While large employers may already have many of the capabilities featured in private exchanges, employers with fewer than 100 workers are in an entirely different administrative situation, Brown says. "The private exchange brings something they don't have." He notes that adoption of a private HIX generates several value propositions for small businesses, including online enrollment, analytics, billing and financial functions on one platform, and cost savings from replacement of paper-based processes.

Thompson says the primary driver of private exchange growth is the potential to create value for employers and their workers. "Employers are asking, 'Can we change the nature of the decisions employees are making?'… There are employers who have struggled to advance their health benefits strategy." He points out that the challenge of maximizing the value of wellness programs and achieving a level of employee engagement that helps workers make value-based decisions in health plan selection.

If private exchanges can prove their effectiveness to employers, they will become "the stewards" of employer-sponsored insurance across the country, Thompson says. "Employers generally don't want to manage health benefits themselves; but, before they turn it over, they want to see a better track record."

Private exchanges can perform the full range of health benefit functions that have historically been the bailiwick of insurance companies and employer human resources departments, he says.

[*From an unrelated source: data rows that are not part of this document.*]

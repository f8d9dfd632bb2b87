//! Whole-curve detrending.
//!
//! One smoothing pass spans the entire light curve, gaps included, with a
//! fixed fraction. Useful for short single-orbit curves and as a baseline
//! against the segmented mode.

// External dependencies
use num_traits::Float;
use tracing::debug;

// Internal dependencies
use crate::adapters::ParamLog;
use crate::algorithms::regression::{WeightedAccumulate, ZeroWeightFallback};
use crate::algorithms::robustness::RobustnessMethod;
use crate::engine::executor::{LowessConfig, LowessExecutor};
use crate::engine::output::{DetrendResult, SegmentReport, SegmentStatus};
use crate::engine::validator::Validator;
use crate::math::kernel::WeightFunction;
use crate::math::scaling::ScalingMethod;
use crate::primitives::errors::DetrendError;
use crate::primitives::segment::Segment;

/// Default smoothing fraction for the whole-curve mode.
pub const DEFAULT_FULL_FRACTION: f64 = 0.03;

/// Builder for [`FullDetrend`].
#[derive(Debug, Clone)]
pub struct FullDetrendBuilder<T> {
    pub fraction: T,
    pub iterations: usize,
    pub delta: T,
    pub weight_function: WeightFunction,
    pub robustness_method: RobustnessMethod,
    pub scaling_method: ScalingMethod,
    pub zero_weight_fallback: ZeroWeightFallback,
    pub auto_convergence: Option<T>,

    pub(crate) params: ParamLog,
}

impl<T: Float> Default for FullDetrendBuilder<T> {
    fn default() -> Self {
        Self {
            fraction: T::from(DEFAULT_FULL_FRACTION).unwrap(),
            iterations: 3,
            delta: T::zero(),
            weight_function: WeightFunction::default(),
            robustness_method: RobustnessMethod::default(),
            scaling_method: ScalingMethod::default(),
            zero_weight_fallback: ZeroWeightFallback::default(),
            auto_convergence: None,
            params: ParamLog::default(),
        }
    }
}

impl<T: Float> FullDetrendBuilder<T> {
    // ========================================================================
    // Shared Setters
    // ========================================================================

    pub fn iterations(mut self, iterations: usize) -> Self {
        self.params.record("iterations");
        self.iterations = iterations;
        self
    }

    pub fn delta(mut self, delta: T) -> Self {
        self.params.record("delta");
        self.delta = delta;
        self
    }

    pub fn weight_function(mut self, wf: WeightFunction) -> Self {
        self.params.record("weight_function");
        self.weight_function = wf;
        self
    }

    pub fn robustness_method(mut self, method: RobustnessMethod) -> Self {
        self.params.record("robustness_method");
        self.robustness_method = method;
        self
    }

    pub fn scaling_method(mut self, method: ScalingMethod) -> Self {
        self.params.record("scaling_method");
        self.scaling_method = method;
        self
    }

    pub fn zero_weight_fallback(mut self, policy: ZeroWeightFallback) -> Self {
        self.params.record("zero_weight_fallback");
        self.zero_weight_fallback = policy;
        self
    }

    pub fn auto_converge(mut self, tolerance: T) -> Self {
        self.params.record("auto_converge");
        self.auto_convergence = Some(tolerance);
        self
    }

    // ========================================================================
    // Full-Specific Setters
    // ========================================================================

    pub fn fraction(mut self, fraction: T) -> Self {
        self.params.record("fraction");
        self.fraction = fraction;
        self
    }

    pub fn build(self) -> Result<FullDetrend<T>, DetrendError> {
        Validator::validate_no_duplicates(self.params.duplicate())?;
        Validator::validate_fraction(self.fraction)?;
        Validator::validate_iterations(self.iterations)?;
        Validator::validate_delta(self.delta)?;
        if let Some(tol) = self.auto_convergence {
            Validator::validate_tolerance(tol)?;
        }

        Ok(FullDetrend {
            lowess: LowessConfig {
                fraction: self.fraction,
                iterations: self.iterations,
                delta: self.delta,
                weight_function: self.weight_function,
                zero_weight_fallback: self.zero_weight_fallback,
                robustness_method: self.robustness_method,
                scaling_method: self.scaling_method,
                auto_convergence: self.auto_convergence,
            },
        })
    }
}

/// Validated whole-curve detrender.
#[derive(Debug, Clone, Copy, PartialEq)]
pub struct FullDetrend<T> {
    lowess: LowessConfig<T>,
}

impl<T: WeightedAccumulate> FullDetrend<T> {
    pub fn fraction(&self) -> T {
        self.lowess.fraction
    }

    pub fn detrend(&self, time: &[T], flux: &[T]) -> Result<DetrendResult<T>, DetrendError> {
        self.detrend_masked(time, flux, flux)
    }

    /// Fit the trend to `fit_flux` and divide `flux` by it.
    pub fn detrend_masked(&self, time: &[T], flux: &[T], fit_flux: &[T]) -> Result<DetrendResult<T>, DetrendError> {
        Validator::validate_light_curve(time, flux)?;
        Validator::validate_light_curve(time, fit_flux)?;
        Validator::validate_min_points(time.len(), 2)?;

        debug!(points = time.len(), fraction = self.lowess.fraction.to_f64(), "full detrend");
        let output = LowessExecutor::from_config(self.lowess).run(time, fit_flux, None);

        let mut result = DetrendResult::with_capacity(time.len());
        result.extend(time, flux, &output.smoothed);
        result.segments.push(SegmentReport::new(
            Segment {
                start: 0,
                end: time.len(),
            },
            time,
            SegmentStatus::Retained {
                fraction: self.lowess.fraction.to_f64().unwrap_or(f64::NAN),
            },
        ));
        Ok(result)
    }
}
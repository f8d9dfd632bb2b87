//! Piecewise quadratic interpolation on sorted knots.
//!
//! ## Purpose
//!
//! Known transits are masked out before detrending so the smoother does not
//! follow the dip. The masked samples are refilled from their unmasked
//! neighbors with a three-point Lagrange polynomial, which keeps curvature
//! that linear interpolation would flatten.
//!
//! ## Invariants
//!
//! * Knots must be strictly increasing; [`merge_repeated_knots`] collapses
//!   repeated time stamps of a non-decreasing series first.
//! * Evaluating at a knot returns that knot's value exactly.
//! * Queries outside the knot range extrapolate with the outermost triple.

// External dependencies
use num_traits::Float;

// Internal dependencies
use crate::primitives::errors::DetrendError;

/// Quadratic interpolant through sorted `(x, y)` knots.
#[derive(Debug, Clone)]
pub struct QuadraticInterpolator<'a, T> {
    x: &'a [T],
    y: &'a [T],
}

impl<'a, T: Float> QuadraticInterpolator<'a, T> {
    /// Build an interpolant. Needs at least two strictly increasing knots.
    pub fn new(x: &'a [T], y: &'a [T]) -> Result<Self, DetrendError> {
        if x.len() != y.len() {
            return Err(DetrendError::MismatchedInputs {
                x_len: x.len(),
                y_len: y.len(),
            });
        }
        if x.len() < 2 {
            return Err(DetrendError::TooFewPoints {
                got: x.len(),
                min: 2,
            });
        }
        if let Some(i) = x.windows(2).position(|w| !(w[1] > w[0])) {
            return Err(DetrendError::InvalidInput(format!(
                "interpolation knots must be strictly increasing (index {})",
                i + 1
            )));
        }
        Ok(Self { x, y })
    }

    /// Evaluate the interpolant at `xq`.
    pub fn eval(&self, xq: T) -> T {
        let n = self.x.len();

        if n == 2 {
            let (x0, x1) = (self.x[0], self.x[1]);
            let t = (xq - x0) / (x1 - x0);
            return self.y[0] + t * (self.y[1] - self.y[0]);
        }

        // Index of the first knot >= xq
        let pos = self.x.partition_point(|&v| v < xq);
        if pos < n && self.x[pos] == xq {
            return self.y[pos];
        }

        // Nearest triple around the bracketing interval
        let start = if pos == 0 {
            0
        } else if pos >= n {
            n - 3
        } else {
            let lo = pos - 1;
            let extra_left = lo > 0
                && (pos + 1 >= n || (xq - self.x[lo - 1]) <= (self.x[pos + 1] - xq));
            if extra_left { lo - 1 } else { lo }
        };
        let start = start.min(n - 3);

        let (x0, x1, x2) = (self.x[start], self.x[start + 1], self.x[start + 2]);
        let (y0, y1, y2) = (self.y[start], self.y[start + 1], self.y[start + 2]);

        let l0 = (xq - x1) * (xq - x2) / ((x0 - x1) * (x0 - x2));
        let l1 = (xq - x0) * (xq - x2) / ((x1 - x0) * (x1 - x2));
        let l2 = (xq - x0) * (xq - x1) / ((x2 - x0) * (x2 - x1));

        y0 * l0 + y1 * l1 + y2 * l2
    }
}

/// Collapse runs of equal `x` in a non-decreasing series into one knot
/// carrying the mean of their `y`.
pub fn merge_repeated_knots<T: Float>(x: &[T], y: &[T]) -> (Vec<T>, Vec<T>) {
    let mut xs: Vec<T> = Vec::with_capacity(x.len());
    let mut ys: Vec<T> = Vec::with_capacity(x.len());
    let mut run = 0usize;

    for (&xi, &yi) in x.iter().zip(y) {
        if xs.last() == Some(&xi) {
            run += 1;
            if let Some(acc) = ys.last_mut() {
                // Running mean over the run
                *acc = *acc + (yi - *acc) / T::from(run).unwrap();
            }
        } else {
            xs.push(xi);
            ys.push(yi);
            run = 1;
        }
    }
    (xs, ys)
}
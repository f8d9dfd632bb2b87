//! Phase folding and block binning.
//!
//! Folding puts the transit at phase 0.5:
//!
//! ```text
//! phase = ((t - epoch - period / 2) mod period) / period
//! ```
//!
//! Binning averages consecutive blocks of samples, spreading any remainder
//! over the leading bins so no sample is dropped.

// External dependencies
use serde::{Deserialize, Serialize};

// Internal dependencies
use crate::math::scaling::{median, nan_mean};
use crate::primitives::errors::DetrendError;
use crate::primitives::sorting::sort_by_key;

/// Phase in [0, 1) of every timestamp, with the transit at 0.5.
pub fn phase_fold(time: &[f64], period: f64, epoch: f64) -> Result<Vec<f64>, DetrendError> {
    if !(period.is_finite() && period > 0.0) {
        return Err(DetrendError::InvalidPeriodRange { min: period, max: period });
    }
    Ok(time
        .iter()
        .map(|&t| (t - epoch - 0.5 * period).rem_euclid(period) / period)
        .collect())
}

/// Summary statistic of a bin.
#[derive(Debug, Clone, Copy, Default, PartialEq, Eq, Serialize, Deserialize)]
pub enum BinMethod {
    #[default]
    Mean,
    Median,
}

impl BinMethod {
    fn apply(self, values: &[f64]) -> f64 {
        let v = match self {
            Self::Mean => nan_mean(values),
            Self::Median => median(values),
        };
        v.unwrap_or(f64::NAN)
    }
}

/// Bin `(x, y)` in consecutive blocks of about `binsize` samples.
///
/// There are `len / binsize` bins; when the length is not a multiple of the
/// bin size the first `len % n_bins` bins take one extra sample. NaNs are
/// ignored within a bin; an all-NaN bin yields NaN.
pub fn bin_blocks(x: &[f64], y: &[f64], binsize: usize, method: BinMethod) -> Result<(Vec<f64>, Vec<f64>), DetrendError> {
    if binsize == 0 {
        return Err(DetrendError::InvalidBinSize(binsize));
    }
    if x.len() != y.len() {
        return Err(DetrendError::MismatchedInputs {
            x_len: x.len(),
            y_len: y.len(),
        });
    }

    let n_bins = y.len() / binsize;
    if n_bins == 0 {
        return Err(DetrendError::TooFewPoints {
            got: y.len(),
            min: binsize,
        });
    }

    let base = y.len() / n_bins;
    let extra = y.len() % n_bins;

    let mut bx = Vec::with_capacity(n_bins);
    let mut by = Vec::with_capacity(n_bins);
    let mut start = 0;
    for b in 0..n_bins {
        let end = start + base + usize::from(b < extra);
        bx.push(method.apply(&x[start..end]));
        by.push(method.apply(&y[start..end]));
        start = end;
    }
    Ok((bx, by))
}

/// A light curve folded on one period and sorted by phase.
#[derive(Debug, Clone, PartialEq, Serialize, Deserialize)]
pub struct FoldedCurve {
    pub period: f64,
    pub epoch: f64,
    pub phase: Vec<f64>,
    pub flux: Vec<f64>,
}

impl FoldedCurve {
    pub fn new(time: &[f64], flux: &[f64], period: f64, epoch: f64) -> Result<Self, DetrendError> {
        if time.len() != flux.len() {
            return Err(DetrendError::MismatchedInputs {
                x_len: time.len(),
                y_len: flux.len(),
            });
        }
        let phase = phase_fold(time, period, epoch)?;
        let sorted = sort_by_key(&phase, flux);
        Ok(Self {
            period,
            epoch,
            phase: sorted.keys,
            flux: sorted.values,
        })
    }

    pub fn len(&self) -> usize {
        self.phase.len()
    }

    pub fn is_empty(&self) -> bool {
        self.phase.is_empty()
    }

    /// Binned copy of the folded curve.
    pub fn binned(&self, binsize: usize, method: BinMethod) -> Result<(Vec<f64>, Vec<f64>), DetrendError> {
        bin_blocks(&self.phase, &self.flux, binsize, method)
    }
}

Those functions include changing health plan design over time, providing enrollment tools, helping workers to access healthcare services, and fostering engagement in wellness programs. "It's an entirely new role in the healthcare system," he says of the emerging private exchange market.

Given the uncertainty about the trajectory of private exchange growth in recent years, health insurance carriers such as Highmark have been facing a daunting business development challenge.

"There's a fine line between waiting for the change and forcing everybody into it," Brown says of Highmark's group clients. Established insurance carriers also need to be wary of losing business to competitors such as innovative start-up companies. "You don't want them to advance too far and leave you in the dust."

Highmark hedged its bets on private exchanges, Brown says. "We have a little bit of a mix. We had upstarts develop the technology, but it's been kind of a cooperative growth." Highmark's primary information technology partner for private exchanges, Seattle-based Array Health, has similar business relationships with several BlueCross BlueShield affiliates. "They decided that working with multiple carriers was the way to go."
 
Highmark set the foundation for its private exchange strategy about five years ago, Brown says. "We didn't know whether these new private exchanges would take off four or five years ago." Other commercial insurance carriers, healthcare consultancies and insurance brokers were launching their own private exchanges and "we realized, in midstride, that these guys were going to do this, whether we did it or not."

Private exchanges are a great example of the necessity for established insurance carriers to adapt to the changing healthcare industry landscape, he adds.

"Technology changes quickly, and healthcare has been pretty darn slow to change in the past. We need to become more nimble in the retail world and in the Millennial world. If Millennials can't access something on their phone from us, they're going to leave us behind."

Christopher Cheney is the CMO editor at HealthLeaders.